Attaque à outrance (French for "attack to excess") was the expression of a military philosophy common to many armies in the period before and during the earlier parts of World War I.

This philosophy was a response to the increasing weight of defensive firepower that accrued to armies in the nineteenth century, as a result of several technological innovations, notably breech-loading rifled guns, machine guns, and light field artillery firing high-explosive shells. It held that the victor would be the side with the strongest will, courage, and dash/energy (élan), and that every attack must therefore be pushed to the limit. The lethality of artillery, combined with the lack of mobility of infantry, as well as the subsequent development of trench warfare, rendered this tactic extremely costly and usually ineffective.
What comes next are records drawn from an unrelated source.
//! Subprocess execution utilities.
//!
//! Every external tool runs with an explicit working directory set on the
//! child; the parent process never changes its own current directory.

use std::collections::HashMap;
use std::ffi::OsStr;
use std::io;
use std::path::{Path, PathBuf};
use std::process::{Command, ExitStatus, Output, Stdio};

use anyhow::{Context, Result};

/// Builder for subprocess execution.
#[derive(Debug, Clone)]
pub struct ProcessBuilder {
    program: PathBuf,
    args: Vec<String>,
    env: HashMap<String, String>,
    cwd: Option<PathBuf>,
    quiet: bool,
    stdout_to_stderr: bool,
}

impl ProcessBuilder {
    /// Create a new process builder for the given program.
    pub fn new(program: impl AsRef<Path>) -> Self {
        ProcessBuilder {
            program: program.as_ref().to_path_buf(),
            args: Vec::new(),
            env: HashMap::new(),
            cwd: None,
            quiet: false,
            stdout_to_stderr: false,
        }
    }

    /// Add a single argument.
    pub fn arg(mut self, arg: impl AsRef<OsStr>) -> Self {
        self.args.push(arg.as_ref().to_string_lossy().into_owned());
        self
    }

    /// Add multiple arguments.
    pub fn args<I, S>(mut self, args: I) -> Self
    where
        I: IntoIterator<Item = S>,
        S: AsRef<OsStr>,
    {
        self.args.extend(
            args.into_iter()
                .map(|s| s.as_ref().to_string_lossy().into_owned()),
        );
        self
    }

    /// Set an environment variable.
    pub fn env(mut self, key: impl AsRef<str>, value: impl AsRef<str>) -> Self {
        self.env
            .insert(key.as_ref().to_string(), value.as_ref().to_string());
        self
    }

    /// Set the working directory.
    pub fn cwd(mut self, cwd: impl AsRef<Path>) -> Self {
        self.cwd = Some(cwd.as_ref().to_path_buf());
        self
    }

    /// Discard the child's stdout and stderr when running via [`status`].
    ///
    /// [`status`]: ProcessBuilder::status
    pub fn quiet(mut self, quiet: bool) -> Self {
        self.quiet = quiet;
        self
    }

    /// Send the child's stdout to our stderr when running via [`status`].
    ///
    /// [`status`]: ProcessBuilder::status
    pub fn stdout_to_stderr(mut self, redirect: bool) -> Self {
        self.stdout_to_stderr = redirect;
        self
    }

    fn build_command(&self) -> Command {
        let mut cmd = Command::new(&self.program);
        cmd.args(&self.args);

        for (key, value) in &self.env {
            cmd.env(key, value);
        }

        if let Some(ref cwd) = self.cwd {
            cmd.current_dir(cwd);
        }

        cmd
    }

    /// Execute the command capturing its output.
    pub fn exec(&self) -> Result<Output> {
        let mut cmd = self.build_command();
        cmd.stdout(Stdio::piped());
        cmd.stderr(Stdio::piped());

        tracing::debug!("running {}", self.display_command());
        cmd.output()
            .with_context(|| format!("failed to spawn `{}`", self.program.display()))
    }

    /// Execute with inherited stdio (unless quiet) and return the status.
    pub fn status(&self) -> Result<ExitStatus> {
        let mut cmd = self.build_command();
        if self.quiet {
            cmd.stdout(Stdio::null());
            cmd.stderr(Stdio::null());
        } else if self.stdout_to_stderr {
            cmd.stdout(Stdio::from(io::stderr()));
        }

        tracing::debug!("running {}", self.display_command());
        cmd.status()
            .with_context(|| format!("failed to execute `{}`", self.program.display()))
    }

    /// Display the command for log lines.
    pub fn display_command(&self) -> String {
        let mut parts = vec![self.program.display().to_string()];
        parts.extend(self.args.iter().cloned());
        parts.join(" ")
    }

    /// Display the command so it can be pasted back into a shell.
    ///
    /// Every argument is wrapped in double quotes.
    pub fn display_quoted(&self) -> String {
        std::iter::once(self.program.display().to_string())
            .chain(self.args.iter().cloned())
            .map(|arg| format!("\"{}\"", arg))
            .collect::<Vec<_>>()
            .join(" ")
    }
}

/// Find an executable in PATH.
pub fn find_executable(name: &str) -> Option<PathBuf> {
    which::which(name).ok()
}

/// Find CMake.
pub fn find_cmake() -> Option<PathBuf> {
    find_executable("cmake")
}

/// Split a whitespace-separated option string with shell quoting rules.
///
/// Empty words are dropped. An unbalanced quote yields an empty list and a
/// warning, matching how an unset variable is treated.
pub fn split_shell_words(value: &str) -> Vec<String> {
    match shlex::split(value) {
        Some(words) => words.into_iter().filter(|w| !w.is_empty()).collect(),
        None => {
            tracing::warn!("ignoring malformed option string: {}", value);
            Vec::new()
        }
    }
}

/// Read an environment variable holding extra options and lex it.
pub fn env_options(var: &str) -> Vec<String> {
    std::env::var(var)
        .map(|v| split_shell_words(&v))
        .unwrap_or_default()
}

#[cfg(test)]
mod tests {
    use super::*;

    #[test]
    fn test_display_command() {
        let pb = ProcessBuilder::new("cmake").args(["--build", ".", "--target", "install"]);

        assert_eq!(pb.display_command(), "cmake --build . --target install");
    }

    #[test]
    fn test_display_quoted() {
        let pb = ProcessBuilder::new("cmake").args(["..", "-G", "Unix Makefiles"]);

        assert_eq!(
            pb.display_quoted(),
            "\"cmake\" \"..\" \"-G\" \"Unix Makefiles\""
        );
    }

    #[cfg(unix)]
    #[test]
    fn test_stdout_redirect_keeps_exit_status() {
        let status = ProcessBuilder::new("sh")
            .args(["-c", "echo noise; exit 3"])
            .stdout_to_stderr(true)
            .status()
            .unwrap();
        assert_eq!(status.code(), Some(3));
    }

    #[test]
    fn test_split_shell_words() {
        assert_eq!(
            split_shell_words("-DA=1  '-DB=two words' \"\""),
            vec!["-DA=1", "-DB=two words"]
        );
        assert!(split_shell_words("").is_empty());
        assert!(split_shell_words("'unterminated").is_empty());
    }

    #[test]
    fn test_missing_program_is_an_error() {
        let result = ProcessBuilder::new("/definitely/not/a/real/program")
            .quiet(true)
            .status();
        assert!(result.is_err());
    }
}
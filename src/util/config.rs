//! Configuration file support for cmpack.
//!
//! cmpack supports two configuration file locations:
//! - Global: `~/.cmpack/config.toml` - User-wide defaults
//! - Project: `.cmpack/config.toml` - Project-specific overrides
//!
//! Project config takes precedence over global config, and command-line
//! options take precedence over both.

use std::path::{Path, PathBuf};

use anyhow::{Context, Result};
use serde::{Deserialize, Serialize};

/// cmpack configuration.
#[derive(Debug, Clone, Default, Serialize, Deserialize)]
#[serde(default)]
pub struct Config {
    /// Build settings
    pub build: BuildConfig,
}

/// Build-related configuration.
#[derive(Debug, Clone, Default, Serialize, Deserialize)]
#[serde(default, rename_all = "kebab-case")]
pub struct BuildConfig {
    /// Default CMake build type (Release, Debug, RelWithDebInfo, ...)
    pub build_type: Option<String>,

    /// Preferred CMake generator
    pub generator: Option<String>,

    /// Default number of parallel build jobs
    pub jobs: Option<usize>,
}

impl Config {
    /// Load configuration from a file.
    pub fn load(path: &Path) -> Result<Self> {
        let contents = std::fs::read_to_string(path)
            .with_context(|| format!("failed to read config file: {}", path.display()))?;

        toml::from_str(&contents)
            .with_context(|| format!("failed to parse config file: {}", path.display()))
    }

    /// Load configuration with fallback to defaults if file doesn't exist.
    pub fn load_or_default(path: &Path) -> Self {
        if path.exists() {
            Self::load(path).unwrap_or_else(|e| {
                tracing::warn!("Failed to load config from {}: {}", path.display(), e);
                Self::default()
            })
        } else {
            Self::default()
        }
    }

    /// Merge another config into this one (other takes precedence).
    pub fn merge(&mut self, other: Config) {
        if other.build.build_type.is_some() {
            self.build.build_type = other.build.build_type;
        }
        if other.build.generator.is_some() {
            self.build.generator = other.build.generator;
        }
        if other.build.jobs.is_some() {
            self.build.jobs = other.build.jobs;
        }
    }
}

/// Load merged configuration from global and project locations.
///
/// Order of precedence (highest to lowest):
/// 1. Project config (.cmpack/config.toml)
/// 2. Global config (~/.cmpack/config.toml)
/// 3. Defaults
pub fn load_config(global_path: &Path, project_path: &Path) -> Config {
    let mut config = Config::default();

    if global_path.exists() {
        config.merge(Config::load_or_default(global_path));
    }

    if project_path.exists() {
        config.merge(Config::load_or_default(project_path));
    }

    config
}

/// Get the global cmpack config directory (~/.cmpack).
pub fn global_config_dir() -> Option<PathBuf> {
    directories::BaseDirs::new().map(|b| b.home_dir().join(".cmpack"))
}

/// Get the project config path (.cmpack/config.toml).
pub fn project_config_path(project_root: &Path) -> PathBuf {
    project_root.join(".cmpack").join("config.toml")
}
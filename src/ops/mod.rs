//! High-level operations.
//!
//! This module contains the setup pipeline: argument handling, install
//! classification, module consolidation and the final hand-off.

pub mod args;
pub mod classify;
pub mod consolidate;
pub mod handoff;
pub mod module_finder;
pub mod setup;

pub use args::{split_arg_sets, ArgSets, SetupCommandLine};
pub use classify::{collect_package_prefixes, Classification, Classifier, PackagePrefix};
pub use consolidate::{plan_consolidation, ConsolidationPlan, CopyAction};
pub use handoff::{Handoff, SetupOutput};
pub use module_finder::ModuleFinder;
pub use setup::{setup, SetupOptions};
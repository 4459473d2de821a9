//! Importable module records produced by scanning the source and install
//! trees.

use std::fmt;

/// Which tree a module file was found in.
#[derive(Debug, Clone, Copy, PartialEq, Eq, PartialOrd, Ord)]
pub enum ModuleOrigin {
    /// The original project sources
    Source,
    /// The CMake install staging tree (canonical)
    Install,
}

/// One importable module.
///
/// `file` is relative to the project root and identical for both trees;
/// `origin` says where it was found. A module present in both trees is
/// recorded once with [`ModuleOrigin::Install`].
#[derive(Debug, Clone, PartialEq, Eq, PartialOrd, Ord)]
pub struct ModuleRecord {
    /// Owning package, empty for standalone modules
    pub package: String,
    /// Module name without extension
    pub module: String,
    /// `/`-separated path relative to the project root
    pub file: String,
    /// Tree holding the file
    pub origin: ModuleOrigin,
}

impl ModuleRecord {
    /// Create a record.
    pub fn new(
        package: impl Into<String>,
        module: impl Into<String>,
        file: impl Into<String>,
        origin: ModuleOrigin,
    ) -> Self {
        ModuleRecord {
            package: package.into(),
            module: module.into(),
            file: file.into(),
            origin,
        }
    }

    /// Fully qualified dotted name.
    pub fn qualified_name(&self) -> String {
        if self.package.is_empty() {
            self.module.clone()
        } else {
            format!("{}.{}", self.package, self.module)
        }
    }
}

impl fmt::Display for ModuleRecord {
    fn fmt(&self, f: &mut fmt::Formatter<'_>) -> fmt::Result {
        write!(f, "{} ({})", self.qualified_name(), self.file)
    }
}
The philosophy is particularly associated with the French, due to its adoption by Noël de Castelnau in the First Battle of Champagne (1914), and by Robert Nivelle in the Nivelle offensive (1917). Joseph Joffre, French chief of general staff from 1911 on, had originally adopted the doctrine for the French military and purged the army of 'defensively-minded' commanders. However, all sides launched large, costly and futile frontal offensives in this style: the British at the Battle of the Somme (1916), the Germans in the First Battle of Ypres (1914), the Russians in the Brusilov offensive (1916), and so on.

The origins of this doctrine are traced back to the increasingly militarized 'Warrior Culture' that most European nations developed during the 19th century, where the ideal citizen was the soldier employed by his homeland. This predisposed officers and soldiers towards narrow ideals focusing on blind courage in the face of war's adversity.